The buildup of carbon dioxide (CO2) is forcing scientists to rethink their expectations - not only about the buildup of heat on Earth but also about the implications for the natural world far beyond warming.
Take those powerful Alaskan earthquakes. We expect land to rise as the weight of glaciers melts away. Should we also adjust our assessment of earthquake risk?
Two geophysicists say "yes." Glaciers hold down earthquake action even in a seismically active region like Alaska, argue Jeanne Sauber with NASA's Goddard Space Flight Center in Greenbelt, Md., and Bruce Molnia with the US Geological Survey in Reston, Va. They use history and current data to make their case.
For example, earthquake action picked up in places where the ice masses retreated some 10,000 years ago, Dr. Sauber notes. Scandinavia had major quakes back then. Canada also had many moderate quakes as its glaciers melted.
Melting glaciers do not cause earthquakes: Quakes are created when forces within the crust build up strain in rock until something slips. Alaska is seismically active because a North Pacific crustal plate is ramming into southern Alaska, creating pressures that must be relieved at some point.
However, these pressures do push up high mountains where glaciers form - and the weight of the glaciers pushing down can stabilize the situation, if not eliminate the risk altogether.
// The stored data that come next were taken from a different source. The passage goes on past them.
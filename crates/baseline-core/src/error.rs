//! Error types for `baseline-core`.

use std::fmt::Display;

use thiserror::Error;
use uuid::Uuid;

use crate::inventory::FetchError;

/// A rule broken by caller-supplied facts, names, or ids.
///
/// Every variant names the offending fact, baseline, or id so the message can
/// be handed to the caller unchanged.
#[derive(Debug, Clone, PartialEq, Eq, Error)]
pub enum ValidationError {
  // ── Facts ───────────────────────────────────────────────────────────────
  #[error("fact name cannot be empty")]
  EmptyFactName,

  #[error("fact name {0} is over 500 characters")]
  FactNameTooLong(String),

  #[error("Fact name {0:?} cannot have leading or trailing whitespace.")]
  FactNameWhitespace(String),

  #[error("value for {0} cannot be empty")]
  EmptyValue(String),

  #[error("value for {0} is over 1000 characters")]
  ValueTooLong(String),

  #[error("Value for {0} cannot have leading or trailing whitespace.")]
  ValueWhitespace(String),

  #[error("fact {0} cannot have value and values defined")]
  ValueAndValues(String),

  #[error("fact {0} must define value or values")]
  MissingValue(String),

  #[error("A fact with this name already exists: {0}")]
  DuplicateFactName(String),

  #[error(
    "baseline holds {0} facts, over the limit of {max}",
    max = crate::normalize::FACT_SET_MAX_FACTS
  )]
  TooManyFacts(usize),

  // ── Baselines ───────────────────────────────────────────────────────────
  #[error("baseline name cannot be empty")]
  EmptyDisplayName,

  #[error("baseline name {0} is over 200 characters")]
  DisplayNameTooLong(String),

  #[error("Baseline name {0:?} cannot have leading or trailing whitespace.")]
  DisplayNameWhitespace(String),

  #[error("A baseline with this name already exists: {0}")]
  DuplicateDisplayName(String),

  #[error("exactly one of baseline_facts or inventory_uuids must be provided")]
  AmbiguousSource,

  // ── Request ids ─────────────────────────────────────────────────────────
  #[error("malformed UUIDs requested ({})", join(.0))]
  MalformedIds(Vec<String>),

  #[error("duplicate IDs requested: {}", join(.0))]
  DuplicateIds(Vec<Uuid>),

  #[error("no ids requested")]
  NoIds,

  #[error("systems [{}] are not mapped to baseline {baseline}", join(.system_ids))]
  SystemsNotMapped {
    baseline:   Uuid,
    system_ids: Vec<Uuid>,
  },
}

#[derive(Debug, Error)]
pub enum Error {
  #[error(transparent)]
  Validation(#[from] ValidationError),

  #[error("ids [{}] not available to display", join(.0))]
  BaselinesNotFound(Vec<Uuid>),

  #[error("inventory UUID {} not available", join(.0))]
  InventoryNotFound(Vec<Uuid>),

  #[error("system {0} is not mapped to any baseline")]
  MappedSystemNotFound(Uuid),

  /// A fact is a plain value on one side of a comparison and a category on
  /// another.
  #[error("fact {0} cannot be compared: value on one side, category on another")]
  TypeMismatch(String),

  #[error("inventory error: {0}")]
  Inventory(#[source] FetchError),

  #[error("store error: {0}")]
  Store(#[source] Box<dyn std::error::Error + Send + Sync>),
}

impl Error {
  /// Box any backend error into [`Error::Store`].
  pub fn store<E>(err: E) -> Self
  where
    E: std::error::Error + Send + Sync + 'static,
  {
    Self::Store(Box::new(err))
  }
}

pub type Result<T, E = Error> = std::result::Result<T, E>;

pub(crate) fn join<T: Display>(items: &[T]) -> String {
  items
    .iter()
    .map(ToString::to_string)
    .collect::<Vec<_>>()
    .join(", ")
}
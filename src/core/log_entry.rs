//! Log entry structure

use super::caller_info::CallerInfo;
use super::log_context::{FieldValue, LogContext};
use super::log_level::LogLevel;
use chrono::{DateTime, Utc};
use serde::{Deserialize, Serialize};
use std::cell::RefCell;

// Thread-local caches for thread information to avoid repeated allocations
thread_local! {
    static THREAD_ID_CACHE: RefCell<Option<String>> = const { RefCell::new(None) };
    static THREAD_NAME_CACHE: RefCell<Option<Option<String>>> = const { RefCell::new(None) };
}

fn get_thread_id() -> String {
    THREAD_ID_CACHE.with(|cache| {
        cache
            .borrow_mut()
            .get_or_insert_with(|| format!("{:?}", std::thread::current().id()))
            .clone()
    })
}

fn get_thread_name() -> Option<String> {
    THREAD_NAME_CACHE.with(|cache| {
        cache
            .borrow_mut()
            .get_or_insert_with(|| std::thread::current().name().map(String::from))
            .clone()
    })
}

/// The unit of work handed to [`Logger::log_async`](crate::Logger::log_async)
///
/// An entry is owned by the calling code until dispatch. During dispatch the
/// logger and its context providers fill in the application id, unique id,
/// caller info and extended properties in place, before any provider sees it.
/// An entry must not be dispatched by two concurrent calls.
#[derive(Debug, Clone, PartialEq, Serialize, Deserialize)]
pub struct LogEntry {
    pub level: LogLevel,
    pub message: String,
    pub timestamp: DateTime<Utc>,
    /// Blank until set by the caller or by the logger
    #[serde(default)]
    pub application_id: String,
    #[serde(default, skip_serializing_if = "Option::is_none")]
    pub unique_id: Option<String>,
    #[serde(default, skip_serializing_if = "Option::is_none")]
    pub caller_info: Option<CallerInfo>,
    #[serde(default, skip_serializing_if = "Option::is_none")]
    pub exception: Option<String>,
    pub thread_id: String,
    pub thread_name: Option<String>,
    #[serde(default, skip_serializing_if = "LogContext::is_empty")]
    pub extended_properties: LogContext,
}

impl LogEntry {
    /// Sanitize log message to prevent log injection attacks
    ///
    /// Replaces newlines, carriage returns, and tabs with escape sequences
    /// to prevent attackers from injecting fake log entries.
    fn sanitize_message(message: &str) -> String {
        message
            .replace('\n', "\\n")
            .replace('\r', "\\r")
            .replace('\t', "\\t")
    }

    pub fn new(level: LogLevel, message: impl Into<String>) -> Self {
        Self {
            level,
            message: Self::sanitize_message(&message.into()),
            timestamp: Utc::now(),
            application_id: String::new(),
            unique_id: None,
            caller_info: None,
            exception: None,
            thread_id: get_thread_id(),
            thread_name: get_thread_name(),
            extended_properties: LogContext::new(),
        }
    }

    #[must_use]
    pub fn with_application_id(mut self, application_id: impl Into<String>) -> Self {
        self.application_id = application_id.into();
        self
    }

    #[must_use]
    pub fn with_unique_id(mut self, unique_id: impl Into<String>) -> Self {
        self.unique_id = Some(unique_id.into());
        self
    }

    /// Attach error details (for example a formatted error chain)
    #[must_use]
    pub fn with_exception(mut self, exception: impl std::fmt::Display) -> Self {
        self.exception = Some(exception.to_string());
        self
    }

    #[must_use]
    pub fn with_field<K, V>(mut self, key: K, value: V) -> Self
    where
        K: Into<String>,
        V: Into<FieldValue>,
    {
        self.extended_properties.add_field(key, value);
        self
    }

    #[must_use]
    pub fn with_context(mut self, context: LogContext) -> Self {
        self.extended_properties = context;
        self
    }

    /// Attach call-site metadata unless the entry already has some
    ///
    /// Returns `true` when the caller info was attached.
    pub fn add_caller_info(&mut self, caller: CallerInfo) -> bool {
        if self.caller_info.is_some() {
            return false;
        }
        self.caller_info = Some(caller);
        true
    }

    /// Whether the application id is empty or whitespace only
    pub fn has_blank_application_id(&self) -> bool {
        self.application_id.trim().is_empty()
    }
}
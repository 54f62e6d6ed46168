//! Network provider for remote logging
//!
//! Sends one formatted line per entry to a TCP collector. Useful for
//! centralized logging in distributed systems.

use crate::core::{LogEntry, LogLevel, LogProvider, LoggerError, OutputFormat, Result, TimestampFormat};
use async_trait::async_trait;
use std::time::Duration;
use tokio::io::AsyncWriteExt;
use tokio::net::TcpStream;
use tokio::sync::Mutex;

/// Streams entries to a remote TCP server
///
/// The connection is opened on the first write. When a write fails the
/// provider reconnects once and resends before reporting the error.
///
/// # Example
///
/// ```no_run
/// use log_dispatch::providers::NetworkProvider;
/// use log_dispatch::prelude::*;
/// use std::sync::Arc;
///
/// let collector = NetworkProvider::new("127.0.0.1:5140", LogLevel::Warn)
///     .with_output_format(OutputFormat::Json);
///
/// let logger = Logger::builder()
///     .configuration(LoggerConfiguration::default())
///     .provider(Arc::new(collector))
///     .build()
///     .expect("valid logger");
/// ```
pub struct NetworkProvider {
    address: String,
    stream: Mutex<Option<TcpStream>>,
    level: LogLevel,
    reconnect_on_error: bool,
    connect_timeout: Duration,
    timestamp_format: TimestampFormat,
    output_format: OutputFormat,
}

impl NetworkProvider {
    pub const DEFAULT_CONNECT_TIMEOUT: Duration = Duration::from_secs(5);

    /// Create a provider for `address` (e.g. "localhost:8080")
    ///
    /// No connection is made until the first entry is written.
    pub fn new(address: impl Into<String>, level: LogLevel) -> Self {
        Self {
            address: address.into(),
            stream: Mutex::new(None),
            level,
            reconnect_on_error: true,
            connect_timeout: Self::DEFAULT_CONNECT_TIMEOUT,
            timestamp_format: TimestampFormat::default(),
            output_format: OutputFormat::default(),
        }
    }

    /// Enable or disable the single reconnect attempt after a failed send
    ///
    /// Default: enabled
    #[must_use]
    pub fn with_reconnect(mut self, enable: bool) -> Self {
        self.reconnect_on_error = enable;
        self
    }

    #[must_use]
    pub fn with_connect_timeout(mut self, timeout: Duration) -> Self {
        self.connect_timeout = timeout;
        self
    }

    #[must_use]
    pub fn with_output_format(mut self, format: OutputFormat) -> Self {
        self.output_format = format;
        self
    }

    #[must_use]
    pub fn with_timestamp_format(mut self, format: TimestampFormat) -> Self {
        self.timestamp_format = format;
        self
    }

    pub fn address(&self) -> &str {
        &self.address
    }

    async fn connect(&self) -> Result<TcpStream> {
        let stream = tokio::time::timeout(self.connect_timeout, TcpStream::connect(&self.address))
            .await
            .map_err(|_| {
                LoggerError::provider_write(
                    self.name(),
                    format!("connecting to {} timed out", self.address),
                )
            })?
            .map_err(|e| LoggerError::io_operation("connecting to log server", self.address.clone(), e))?;

        // Low latency over batching
        stream.set_nodelay(true)?;
        Ok(stream)
    }

    /// Whether a connection is cached for the next write
    pub async fn is_connected(&self) -> bool {
        self.stream.lock().await.is_some()
    }

    async fn send(&self, slot: &mut Option<TcpStream>, payload: &[u8]) -> Result<()> {
        // The slot stays empty while a line is in flight. A write cancelled
        // halfway drops its connection instead of caching a torn line.
        let mut connection = match slot.take() {
            Some(connection) => connection,
            None => self.connect().await?,
        };

        connection
            .write_all(payload)
            .await
            .map_err(|e| LoggerError::provider_write(self.name(), e.to_string()))?;

        *slot = Some(connection);
        Ok(())
    }
}

#[async_trait]
impl LogProvider for NetworkProvider {
    async fn write(&self, entry: &LogEntry) -> Result<()> {
        let mut line = self.output_format.format(entry, &self.timestamp_format);
        line.push('\n');

        let mut stream = self.stream.lock().await;
        match self.send(&mut stream, line.as_bytes()).await {
            Ok(()) => Ok(()),
            Err(first) if self.reconnect_on_error => {
                self.send(&mut stream, line.as_bytes()).await.map_err(|retry| {
                    LoggerError::provider_write(
                        self.name(),
                        format!("{} (reconnect: {})", first, retry),
                    )
                })
            }
            Err(first) => Err(first),
        }
    }

    fn logging_level(&self) -> LogLevel {
        self.level
    }

    fn name(&self) -> &str {
        "network"
    }
}

#[cfg(test)]
mod tests {
    use super::*;
    use tokio::io::{AsyncBufReadExt, BufReader};
    use tokio::net::TcpListener;

    #[tokio::test]
    async fn test_write_without_server_fails() {
        // Bind then drop to get a port nothing listens on
        let listener = TcpListener::bind("127.0.0.1:0").await.unwrap();
        let address = listener.local_addr().unwrap().to_string();
        drop(listener);

        let provider = NetworkProvider::new(address, LogLevel::Info).with_reconnect(false);
        let result = provider.write(&LogEntry::new(LogLevel::Info, "nobody home")).await;
        assert!(result.is_err());
    }

    #[tokio::test]
    async fn test_lines_reach_the_collector() {
        let listener = TcpListener::bind("127.0.0.1:0").await.unwrap();
        let address = listener.local_addr().unwrap().to_string();

        let collector = tokio::spawn(async move {
            let (socket, _) = listener.accept().await.unwrap();
            let mut lines = BufReader::new(socket).lines();
            let mut received = Vec::new();
            while received.len() < 2 {
                match lines.next_line().await.unwrap() {
                    Some(line) => received.push(line),
                    None => break,
                }
            }
            received
        });

        let provider = NetworkProvider::new(address, LogLevel::Info).with_output_format(OutputFormat::Json);
        provider.write(&LogEntry::new(LogLevel::Info, "one")).await.unwrap();
        provider.write(&LogEntry::new(LogLevel::Error, "two")).await.unwrap();

        let received = collector.await.unwrap();
        assert_eq!(received.len(), 2);
        let second: serde_json::Value = serde_json::from_str(&received[1]).unwrap();
        assert_eq!(second["message"], "two");
    }

    #[tokio::test]
    async fn test_cancelled_write_drops_connection() {
        let listener = TcpListener::bind("127.0.0.1:0").await.unwrap();
        let address = listener.local_addr().unwrap().to_string();

        // Accept but never read, so a large line cannot be fully sent
        let collector = tokio::spawn(async move {
            let (socket, _) = listener.accept().await.unwrap();
            tokio::time::sleep(Duration::from_secs(5)).await;
            drop(socket);
        });

        let provider = NetworkProvider::new(address, LogLevel::Info).with_reconnect(false);
        provider.write(&LogEntry::new(LogLevel::Info, "small")).await.unwrap();
        assert!(provider.is_connected().await);

        let oversized = LogEntry::new(LogLevel::Info, "x".repeat(64 * 1024 * 1024));
        let outcome = tokio::time::timeout(Duration::from_millis(200), provider.write(&oversized)).await;
        assert!(outcome.is_err(), "write should still be blocked on a full socket");

        assert!(!provider.is_connected().await);
        collector.abort();
    }
}
//! What happens to provider write failures
//!
//! Dispatch never surfaces a failed, panicked or timed-out provider write to
//! the caller. The policy only decides whether anyone else hears about it.

use super::error::LoggerError;
use super::log_entry::LogEntry;
use std::fmt;
use std::sync::Arc;

/// Callback invoked for every failed provider write
///
/// Receives the entry as the provider saw it and the contained error. It runs
/// on the dispatching task, so keep it short and non-blocking.
pub type WriteFailureCallback = Arc<dyn Fn(&LogEntry, &LoggerError) + Send + Sync>;

/// Callback invoked after enrichment, before any provider write
pub type PreLogHook = Arc<dyn Fn(&LogEntry) + Send + Sync>;

/// Policy for reporting contained provider failures
///
/// # Example
///
/// ```
/// use log_dispatch::{FailurePolicy, LogEntry, LoggerError};
/// use std::sync::Arc;
///
/// // Default: failures are swallowed
/// let policy = FailurePolicy::default();
///
/// // Forward failures to a fallback channel
/// let policy = FailurePolicy::Callback(Arc::new(|entry: &LogEntry, err: &LoggerError| {
///     eprintln!("lost entry {:?}: {}", entry.unique_id, err);
/// }));
/// ```
#[derive(Clone, Default)]
pub enum FailurePolicy {
    /// Discard failures silently
    #[default]
    Ignore,

    /// Report each failure on stderr
    Stderr,

    /// Hand each failure to a callback
    Callback(WriteFailureCallback),
}

impl FailurePolicy {
    pub(crate) fn report(&self, entry: &LogEntry, error: &LoggerError) {
        match self {
            FailurePolicy::Ignore => {}
            FailurePolicy::Stderr => {
                eprintln!(
                    "[LOGGER ERROR] Dropped {} entry {}: {}",
                    entry.level,
                    entry.unique_id.as_deref().unwrap_or("<no id>"),
                    error
                );
            }
            FailurePolicy::Callback(callback) => callback(entry, error),
        }
    }
}

impl fmt::Debug for FailurePolicy {
    fn fmt(&self, f: &mut fmt::Formatter<'_>) -> fmt::Result {
        fmt::Display::fmt(self, f)
    }
}

impl fmt::Display for FailurePolicy {
    fn fmt(&self, f: &mut fmt::Formatter<'_>) -> fmt::Result {
        match self {
            FailurePolicy::Ignore => write!(f, "Ignore"),
            FailurePolicy::Stderr => write!(f, "Stderr"),
            FailurePolicy::Callback(_) => write!(f, "Callback"),
        }
    }
}

#[cfg(test)]
mod tests {
    use super::*;
    use crate::core::LogLevel;
    use std::sync::atomic::{AtomicUsize, Ordering};

    #[test]
    fn test_default_is_ignore() {
        assert!(matches!(FailurePolicy::default(), FailurePolicy::Ignore));
    }

    #[test]
    fn test_display() {
        assert_eq!(FailurePolicy::Ignore.to_string(), "Ignore");
        assert_eq!(FailurePolicy::Stderr.to_string(), "Stderr");
        assert_eq!(
            FailurePolicy::Callback(Arc::new(|_: &LogEntry, _: &LoggerError| {})).to_string(),
            "Callback"
        );
    }

    #[test]
    fn test_callback_receives_failure() {
        let calls = Arc::new(AtomicUsize::new(0));
        let seen = Arc::clone(&calls);
        let policy = FailurePolicy::Callback(Arc::new(move |entry: &LogEntry, err: &LoggerError| {
            assert_eq!(entry.message, "lost");
            assert!(matches!(err, LoggerError::ProviderWrite { .. }));
            seen.fetch_add(1, Ordering::SeqCst);
        }));

        let entry = LogEntry::new(LogLevel::Error, "lost");
        policy.report(&entry, &LoggerError::provider_write("file", "disk full"));
        assert_eq!(calls.load(Ordering::SeqCst), 1);
    }
}
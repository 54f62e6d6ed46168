//! Basic dispatcher usage example
//!
//! Demonstrates building a logger, level gating, the logging macros and
//! shared context fields.
//!
//! Run with: cargo run --example basic_usage

use log_dispatch::prelude::*;
use log_dispatch::{debug, error, info, trace, warn};
use std::sync::Arc;

#[tokio::main]
async fn main() -> Result<()> {
    println!("=== Log Dispatch - Basic Usage Example ===\n");

    let shared = LoggerContext::new();
    shared.set("service", "basic-demo");

    let logger = Logger::builder()
        .configuration(LoggerConfiguration::new(true, LogLevel::Debug).with_application_id("basic-demo"))
        .provider(Arc::new(ConsoleProvider::new(LogLevel::Trace)))
        .context_provider(Arc::new(shared.clone()))
        .failure_policy(FailurePolicy::Stderr)
        .build()?;

    println!("1. Logging at different levels (threshold DEBUG):");
    trace!(logger, "This is a trace message (hidden)").await;
    debug!(logger, "This is a debug message").await;
    info!(logger, "This is an info message").await;
    warn!(logger, "This is a warning message").await;
    error!(logger, "This is an error message").await;

    println!("\n2. Checking the gate before building expensive entries:");
    if logger.is_enabled(LogLevel::Trace) {
        trace!(logger, "Expensive diagnostics: {:?}", vec![1, 2, 3]).await;
    } else {
        println!("   TRACE is disabled, skipped building the entry");
    }

    println!("\n3. Scoped context fields:");
    {
        let _request = shared.scoped("request_id", "req-7f3e");
        info!(logger, "Handling request").await;
    }
    info!(logger, "Request finished").await;

    println!("\n4. Pre-built entry with fields and error details:");
    let mut entry = LogEntry::new(LogLevel::Error, "Payment declined")
        .with_field("order_id", 1001)
        .with_exception("card expired");
    logger.log_async(&mut entry, log_dispatch::caller_info!()).await;
    println!("   Dispatched with unique id {}", entry.unique_id.as_deref().unwrap_or("-"));

    let metrics = logger.metrics();
    println!(
        "\nDispatched: {}, filtered: {}, failed writes: {}",
        metrics.dispatched_count(),
        metrics.filtered_count(),
        metrics.writes_failed()
    );

    println!("\n=== Example completed successfully! ===");
    Ok(())
}
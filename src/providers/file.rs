//! File provider
//!
//! Appends one formatted line per entry using `tokio::fs`.

use crate::core::{LogEntry, LogLevel, LogProvider, LoggerError, OutputFormat, Result, TimestampFormat};
use async_trait::async_trait;
use std::path::{Path, PathBuf};
use tokio::fs::{File, OpenOptions};
use tokio::io::{AsyncWriteExt, BufWriter};
use tokio::sync::Mutex;

/// Appends entries to a file
///
/// Writes from concurrent dispatches are serialized through an async mutex,
/// so lines never interleave. With `auto_flush` disabled, call
/// [`flush`](FileProvider::flush) before dropping the provider or buffered
/// lines are lost.
///
/// # Example
///
/// ```no_run
/// use log_dispatch::prelude::*;
/// use std::sync::Arc;
///
/// # async fn example() -> Result<()> {
/// let file = FileProvider::new("logs/app.log", LogLevel::Info)
///     .await?
///     .with_output_format(OutputFormat::Json);
///
/// let logger = Logger::builder()
///     .configuration(LoggerConfiguration::default())
///     .provider(Arc::new(file))
///     .build()?;
/// # Ok(())
/// # }
/// ```
pub struct FileProvider {
    writer: Mutex<BufWriter<File>>,
    path: PathBuf,
    level: LogLevel,
    auto_flush: bool,
    timestamp_format: TimestampFormat,
    output_format: OutputFormat,
}

impl FileProvider {
    /// Default buffer size (64 KB)
    pub const DEFAULT_BUFFER_SIZE: usize = 64 * 1024;

    /// Open (or create) `path` for appending
    ///
    /// Missing parent directories are created.
    ///
    /// # Errors
    ///
    /// Returns an `IoOperation` error if the directory or file cannot be created.
    pub async fn new(path: impl AsRef<Path>, level: LogLevel) -> Result<Self> {
        Self::with_buffer_size(path, level, Self::DEFAULT_BUFFER_SIZE).await
    }

    /// Open `path` with a custom write buffer size
    ///
    /// # Errors
    ///
    /// Returns an `IoOperation` error if the directory or file cannot be created.
    pub async fn with_buffer_size(
        path: impl AsRef<Path>,
        level: LogLevel,
        buffer_size: usize,
    ) -> Result<Self> {
        let path = path.as_ref().to_path_buf();

        if let Some(parent) = path.parent().filter(|p| !p.as_os_str().is_empty()) {
            tokio::fs::create_dir_all(parent).await.map_err(|e| {
                LoggerError::io_operation(
                    "creating log directory",
                    parent.display().to_string(),
                    e,
                )
            })?;
        }

        let file = OpenOptions::new()
            .create(true)
            .append(true)
            .open(&path)
            .await
            .map_err(|e| LoggerError::io_operation("opening log file", path.display().to_string(), e))?;

        Ok(Self {
            writer: Mutex::new(BufWriter::with_capacity(buffer_size, file)),
            path,
            level,
            auto_flush: true,
            timestamp_format: TimestampFormat::default(),
            output_format: OutputFormat::default(),
        })
    }

    /// Flush after every entry (default: enabled)
    #[must_use]
    pub fn with_auto_flush(mut self, auto_flush: bool) -> Self {
        self.auto_flush = auto_flush;
        self
    }

    #[must_use]
    pub fn with_output_format(mut self, format: OutputFormat) -> Self {
        self.output_format = format;
        self
    }

    /// Set the timestamp format for this provider
    ///
    /// # Examples
    ///
    /// ```no_run
    /// use log_dispatch::prelude::*;
    ///
    /// # async fn example() -> Result<()> {
    /// let provider = FileProvider::new("/var/log/app.log", LogLevel::Info)
    ///     .await?
    ///     .with_timestamp_format(TimestampFormat::Rfc3339);
    /// # Ok(())
    /// # }
    /// ```
    #[must_use]
    pub fn with_timestamp_format(mut self, format: TimestampFormat) -> Self {
        self.timestamp_format = format;
        self
    }

    pub fn path(&self) -> &Path {
        &self.path
    }

    /// Write any buffered lines to disk
    ///
    /// # Errors
    ///
    /// Returns an `IoOperation` error if the flush fails.
    pub async fn flush(&self) -> Result<()> {
        self.writer
            .lock()
            .await
            .flush()
            .await
            .map_err(|e| LoggerError::io_operation("flushing log file", self.path.display().to_string(), e))
    }
}

#[async_trait]
impl LogProvider for FileProvider {
    async fn write(&self, entry: &LogEntry) -> Result<()> {
        let mut line = self.output_format.format(entry, &self.timestamp_format);
        line.push('\n');

        let mut writer = self.writer.lock().await;
        writer
            .write_all(line.as_bytes())
            .await
            .map_err(|e| LoggerError::provider_write(self.name(), e.to_string()))?;

        if self.auto_flush {
            writer
                .flush()
                .await
                .map_err(|e| LoggerError::provider_write(self.name(), e.to_string()))?;
        }
        Ok(())
    }

    fn logging_level(&self) -> LogLevel {
        self.level
    }

    fn name(&self) -> &str {
        "file"
    }
}

#[cfg(test)]
mod tests {
    use super::*;
    use tempfile::tempdir;

    #[tokio::test]
    async fn test_creates_missing_directories() {
        let dir = tempdir().expect("Failed to create temp dir");
        let log_path = dir.path().join("nested").join("deeper").join("app.log");

        let provider = FileProvider::new(&log_path, LogLevel::Info)
            .await
            .expect("Failed to create provider");

        assert_eq!(provider.path(), log_path.as_path());
        assert!(log_path.exists());
    }

    #[tokio::test]
    async fn test_write_appends_lines() {
        let dir = tempdir().expect("Failed to create temp dir");
        let log_path = dir.path().join("app.log");
        let provider = FileProvider::new(&log_path, LogLevel::Info).await.unwrap();

        for i in 0..10 {
            let entry = LogEntry::new(LogLevel::Info, format!("Message {}", i)).with_application_id("svc");
            provider.write(&entry).await.expect("Failed to write");
        }

        let content = tokio::fs::read_to_string(&log_path).await.unwrap();
        let lines: Vec<&str> = content.lines().collect();
        assert_eq!(lines.len(), 10);
        assert!(lines[3].contains("svc"));
        assert!(lines[3].contains("Message 3"));
    }

    #[tokio::test]
    async fn test_buffered_writes_need_flush() {
        let dir = tempdir().expect("Failed to create temp dir");
        let log_path = dir.path().join("buffered.log");
        let provider = FileProvider::new(&log_path, LogLevel::Info)
            .await
            .unwrap()
            .with_auto_flush(false)
            .with_output_format(OutputFormat::Json);

        provider.write(&LogEntry::new(LogLevel::Warn, "held back")).await.unwrap();
        assert!(tokio::fs::read_to_string(&log_path).await.unwrap().is_empty());

        provider.flush().await.unwrap();
        let content = tokio::fs::read_to_string(&log_path).await.unwrap();
        let parsed: serde_json::Value = serde_json::from_str(content.trim()).unwrap();
        assert_eq!(parsed["message"], "held back");
    }

    #[tokio::test]
    async fn test_reopen_appends() {
        let dir = tempdir().expect("Failed to create temp dir");
        let log_path = dir.path().join("app.log");

        for message in ["first", "second"] {
            let provider = FileProvider::new(&log_path, LogLevel::Info).await.unwrap();
            provider.write(&LogEntry::new(LogLevel::Info, message)).await.unwrap();
        }

        let content = tokio::fs::read_to_string(&log_path).await.unwrap();
        assert_eq!(content.lines().count(), 2);
    }
}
Remove that weight, and the likelihood of a quake goes up as the strain accumulates.
That's what happened with the 7.2 magnitude quake in Alaska's St. Elias region in 1979, Sauber and Dr. Molnia believe. Photographs show how glaciers in the fault area had thinned substantially during the 80 years since the previous earthquake activity.
Sauber says it now is clear that "in areas like Alaska where earthquakes occur and glaciers are changing, their relationship must be considered to better assess earthquake hazard." She adds that satellites are helping seismologists do this "by tracking the changes in extent and volume of the ice and movement of the Earth."
Another nonwarming implication of global warming is plant growth. Because plants use the carbon in CO2 to make their food and structures, they should grow faster as concentrations of the greenhouse gas go up. Many experts hope this will take some of the excess CO2 out of the air. They count on increased nitrogen fixation to supply the extra nitrogen to fertilize the plants.
Not so fast, warn Bruce Hungate at Northern Arizona University in Flagstaff. The experiments of Dr. Hungate and his collaborators show that this expected boon soon turns sour.
After burgeoning for a couple of years, the nitrogen fixers begin to lose their fixing ability. It looks as though molybdenum - a key nutrient - becomes less available as elevated CO2 levels change soil chemistry.
"Our results ... caution against expecting increased biological [nitrogen] fixation to fuel terrestrial [carbon] accumulation," the team warned in reporting its results in the journal Science last spring. The results also show the need for scientists to broaden their perspective when trying to foresee how Earth's ecosystems will respond to global change, the team added.
To adapt the financial guru's mantra, the way things worked in the past is an unreliable guide for expectations of how our planet will respond as humans force more unnatural change upon it.